Regardless of these limitations, we showed that changes in IBI dynamics extracted from the photoplethysmogram (PPG) can be used to estimate BP. The estimation accuracy was further improved with the use of a mathematical calibration model. Even greater improvement might be achieved by combining the method proposed in this study with other approaches for cuffless BP estimation.

5. Conclusions and Future Work

The concept of blood pressure estimation based solely on cardiovascular dynamics is different from current prevalent approaches that use pulse transit time or pulse morphology within individual beats. It is understood that the cardiovascular dynamics carry useful information that can help to recognize conditions such as hypertension [54]. This was demonstrated in the study by [51], where it was concluded that there are differences in the short-term oscillation in blood pressure (BP) between normotensive, borderline hypertensive and hypertensive individuals [51]. Inspired by the above findings, our proposed method to estimate blood pressure is to use information from dynamic changes (that are collected over short intervals of a few minutes) and incorporate a mathematical calibration model based on the initial measured values of blood pressure.

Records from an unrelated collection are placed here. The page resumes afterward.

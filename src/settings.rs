//! Game settings and preferences
//!
//! Persisted in LocalStorage on the web; read from a JSON file on native.

use serde::{Deserialize, Serialize};

use crate::sim::Transition;

/// Game settings/preferences
#[derive(Debug, Clone, PartialEq, Serialize, Deserialize)]
#[serde(default)]
pub struct Settings {
    // === Audio ===
    /// Master volume (0.0 - 1.0)
    pub master_volume: f32,
    /// Sound effects volume (0.0 - 1.0)
    pub sfx_volume: f32,
    /// Music volume (0.0 - 1.0)
    pub music_volume: f32,
    /// Loop the background music while playing
    pub music_enabled: bool,
    /// Mute when window loses focus
    pub mute_on_blur: bool,

    // === HUD ===
    /// Show the score counter
    pub show_score: bool,

    // === Accessibility ===
    /// Reduced motion (cut between scenes instead of flipping)
    pub reduced_motion: bool,
}

impl Default for Settings {
    fn default() -> Self {
        Self {
            master_volume: 0.8,
            sfx_volume: 1.0,
            music_volume: 0.7,
            music_enabled: true,
            mute_on_blur: true,

            show_score: true,

            reduced_motion: false,
        }
    }
}

impl Settings {
    /// Effective sound effect volume
    pub fn effective_sfx_volume(&self) -> f32 {
        (self.master_volume * self.sfx_volume).clamp(0.0, 1.0)
    }

    /// Effective music volume (0 when music is off)
    pub fn effective_music_volume(&self) -> f32 {
        if !self.music_enabled {
            0.0
        } else {
            (self.master_volume * self.music_volume).clamp(0.0, 1.0)
        }
    }

    /// Scene swap animation (respects reduced_motion)
    pub fn transition(&self) -> Transition {
        if self.reduced_motion {
            Transition::None
        } else {
            Transition::default()
        }
    }

    /// Parse settings JSON, falling back to defaults on bad input
    pub fn from_json(json: &str) -> Self {
        match serde_json::from_str(json) {
            Ok(settings) => settings,
            Err(e) => {
                log::warn!("Ignoring malformed settings: {}", e);
                Self::default()
            }
        }
    }

    /// LocalStorage key (used only in wasm32)
    #[allow(dead_code)]
    const STORAGE_KEY: &'static str = "monster_swipe_settings";

    /// Environment variable naming a settings file (native only)
    pub const ENV_PATH: &'static str = "MONSTER_SWIPE_SETTINGS";

    /// Load settings from LocalStorage (WASM only)
    #[cfg(target_arch = "wasm32")]
    pub fn load() -> Self {
        let storage = web_sys::window()
            .and_then(|w| w.local_storage().ok())
            .flatten();

        if let Some(storage) = storage {
            if let Ok(Some(json)) = storage.get_item(Self::STORAGE_KEY) {
                log::info!("Loaded settings from LocalStorage");
                return Self::from_json(&json);
            }
        }

        log::info!("Using default settings");
        Self::default()
    }

    /// Save settings to LocalStorage (WASM only)
    #[cfg(target_arch = "wasm32")]
    pub fn save(&self) {
        let storage = web_sys::window()
            .and_then(|w| w.local_storage().ok())
            .flatten();

        if let Some(storage) = storage {
            if let Ok(json) = serde_json::to_string(self) {
                let _ = storage.set_item(Self::STORAGE_KEY, &json);
                log::info!("Settings saved");
            }
        }
    }

    /// Load settings from the file named by `MONSTER_SWIPE_SETTINGS`
    #[cfg(not(target_arch = "wasm32"))]
    pub fn load() -> Self {
        let Ok(path) = std::env::var(Self::ENV_PATH) else {
            log::info!("Using default settings");
            return Self::default();
        };
        match std::fs::read_to_string(&path) {
            Ok(json) => {
                log::info!("Loaded settings from {}", path);
                Self::from_json(&json)
            }
            Err(e) => {
                log::warn!("Could not read settings from {}: {}", path, e);
                Self::default()
            }
        }
    }
}

#[cfg(test)]
mod tests {
    use super::*;

    #[test]
    fn test_effective_volumes() {
        let mut settings = Settings::default();
        assert!((settings.effective_sfx_volume() - 0.8).abs() < 1e-6);
        assert!((settings.effective_music_volume() - 0.56).abs() < 1e-6);

        settings.music_enabled = false;
        assert_eq!(settings.effective_music_volume(), 0.0);
    }

    #[test]
    fn test_reduced_motion_cuts() {
        let mut settings = Settings::default();
        assert_eq!(settings.transition(), Transition::default());
        settings.reduced_motion = true;
        assert_eq!(settings.transition(), Transition::None);
    }

    #[test]
    fn test_partial_json_keeps_defaults() {
        let settings = Settings::from_json(r#"{ "reduced_motion": true, "sfx_volume": 0.5 }"#);
        assert!(settings.reduced_motion);
        assert_eq!(settings.sfx_volume, 0.5);
        assert_eq!(settings.music_volume, Settings::default().music_volume);
    }

    #[test]
    fn test_malformed_json_falls_back() {
        assert_eq!(Settings::from_json("not json"), Settings::default());
    }
}
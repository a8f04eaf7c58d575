//! Critical-section-gated interior mutability.
//!
//! The kernel achieves atomicity by raising the interrupt-priority mask:
//! every mutation of scheduler lists, wait-lists, pending/queued signals, or
//! the timer list happens while a [`CriticalSection`] is held.
//! `r3_kernel` enforces "no access without the token" at compile time with
//! `tokenlock`'s singleton tokens; this reshaping uses a plain `UnsafeCell`
//! plus a debug-only reentrancy counter instead, since without the teacher's
//! const-generic `Traits` parameter there is exactly one critical-section
//! type in the program and the extra type-level machinery buys nothing here.
use core::cell::UnsafeCell;
use core::marker::PhantomData;
use core::sync::atomic::{AtomicUsize, Ordering};

use crate::port::Port;

static DEPTH: AtomicUsize = AtomicUsize::new(0);

/// RAII proof that the kernel's critical section is held.
///
/// Obtained from [`CriticalSection::new`]. While one is alive, the tick
/// source and any interrupt that could reenter the kernel are masked.
/// Dropping it restores the previous mask state via [`Port::leave_critical`].
pub struct CriticalSection<P: Port> {
    cookie: P::Cookie,
    _not_send_sync: PhantomData<*const ()>,
}

impl<P: Port> CriticalSection<P> {
    /// Enter the kernel's critical section.
    #[inline]
    pub fn new() -> Self {
        let cookie = P::enter_critical();
        DEPTH.fetch_add(1, Ordering::Relaxed);
        Self {
            cookie,
            _not_send_sync: PhantomData,
        }
    }

    /// Reborrow `self` for a shorter lifetime, the way `r3_kernel`'s
    /// `CpuLockGuard::borrow_mut` does for its token — callers should prefer
    /// this over constructing a second `CriticalSection`, which would mask
    /// interrupts redundantly (though not unsoundly; `enter_critical` is
    /// specified as reentrant).
    #[inline]
    pub fn borrow(&mut self) -> &mut Self {
        self
    }
}

impl<P: Port> Drop for CriticalSection<P> {
    #[inline]
    fn drop(&mut self) {
        DEPTH.fetch_sub(1, Ordering::Relaxed);
        // Safety: `cookie` was produced by the matching `enter_critical` and
        // no other `CriticalSection` has been constructed since (this type
        // isn't `Clone`/`Copy`, and isn't `Send`/`Sync`, so nesting can only
        // happen through `Port::enter_critical`'s own reentrancy contract,
        // which this type never exercises twice for one cookie).
        unsafe { P::leave_critical(self.cookie) };
    }
}

/// True if a [`CriticalSection`] is currently held somewhere on this core.
///
/// Used by `debug_assert!`s at kernel-internal invariant boundaries; never
/// consulted to make a correctness decision on the non-debug path.
#[inline]
pub fn is_locked() -> bool {
    DEPTH.load(Ordering::Relaxed) > 0
}

/// A cell that can only be read or written while a [`CriticalSection`] is
/// held, analogous to `r3_kernel`'s `klock::CpuLockCell`.
pub struct KernelCell<T> {
    value: UnsafeCell<T>,
}

// Safety: all access is gated by `CriticalSection`, which can only exist
// while interrupts (and therefore the kernel's single logical thread of
// control) are masked.
unsafe impl<T: Send> Sync for KernelCell<T> {}

impl<T> KernelCell<T> {
    #[inline]
    pub const fn new(value: T) -> Self {
        Self {
            value: UnsafeCell::new(value),
        }
    }

    #[inline]
    pub fn get<P: Port>(&self, _cs: &CriticalSection<P>) -> &T {
        // Safety: `_cs` proves the critical section is held, and the cell is
        // `!Sync` for any access path that doesn't go through it.
        unsafe { &*self.value.get() }
    }

    #[inline]
    pub fn get_mut<P: Port>(&self, _cs: &mut CriticalSection<P>) -> &mut T {
        // Safety: see `get`; `&mut CriticalSection` additionally proves
        // there is no other live borrow through this same cell right now.
        unsafe { &mut *self.value.get() }
    }

    #[inline]
    pub fn replace<P: Port>(&self, cs: &mut CriticalSection<P>, value: T) -> T {
        core::mem::replace(self.get_mut(cs), value)
    }

    /// Escape hatch for code that runs before the scheduler exists (e.g.
    /// static initializers) and therefore has no `CriticalSection` to show.
    ///
    /// # Safety
    ///
    /// The caller must guarantee exclusive access: either no other code can
    /// be running yet, or a critical section is in fact held and the caller
    /// simply doesn't have the token in scope.
    #[inline]
    pub unsafe fn get_mut_unchecked(&self) -> &mut T {
        unsafe { &mut *self.value.get() }
    }
}

impl<T: Default> Default for KernelCell<T> {
    fn default() -> Self {
        Self::new(T::default())
    }
}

In this paper, we compared the estimated values for both SBP and DBP using a calibration-free model and the proposed calibrated model. The overall estimation results were in line with the expectation that the cardiovascular dynamics contain valuable information for the estimation of blood pressure. In addition, the result also showed that the calibration stage improved the accuracy in both SBP and DBP estimation. However, to further improve cuffless BP accuracy measurement, in future work, this approach may be combined with widely used methods based on the pulse morphology within beats or the pulse transit time.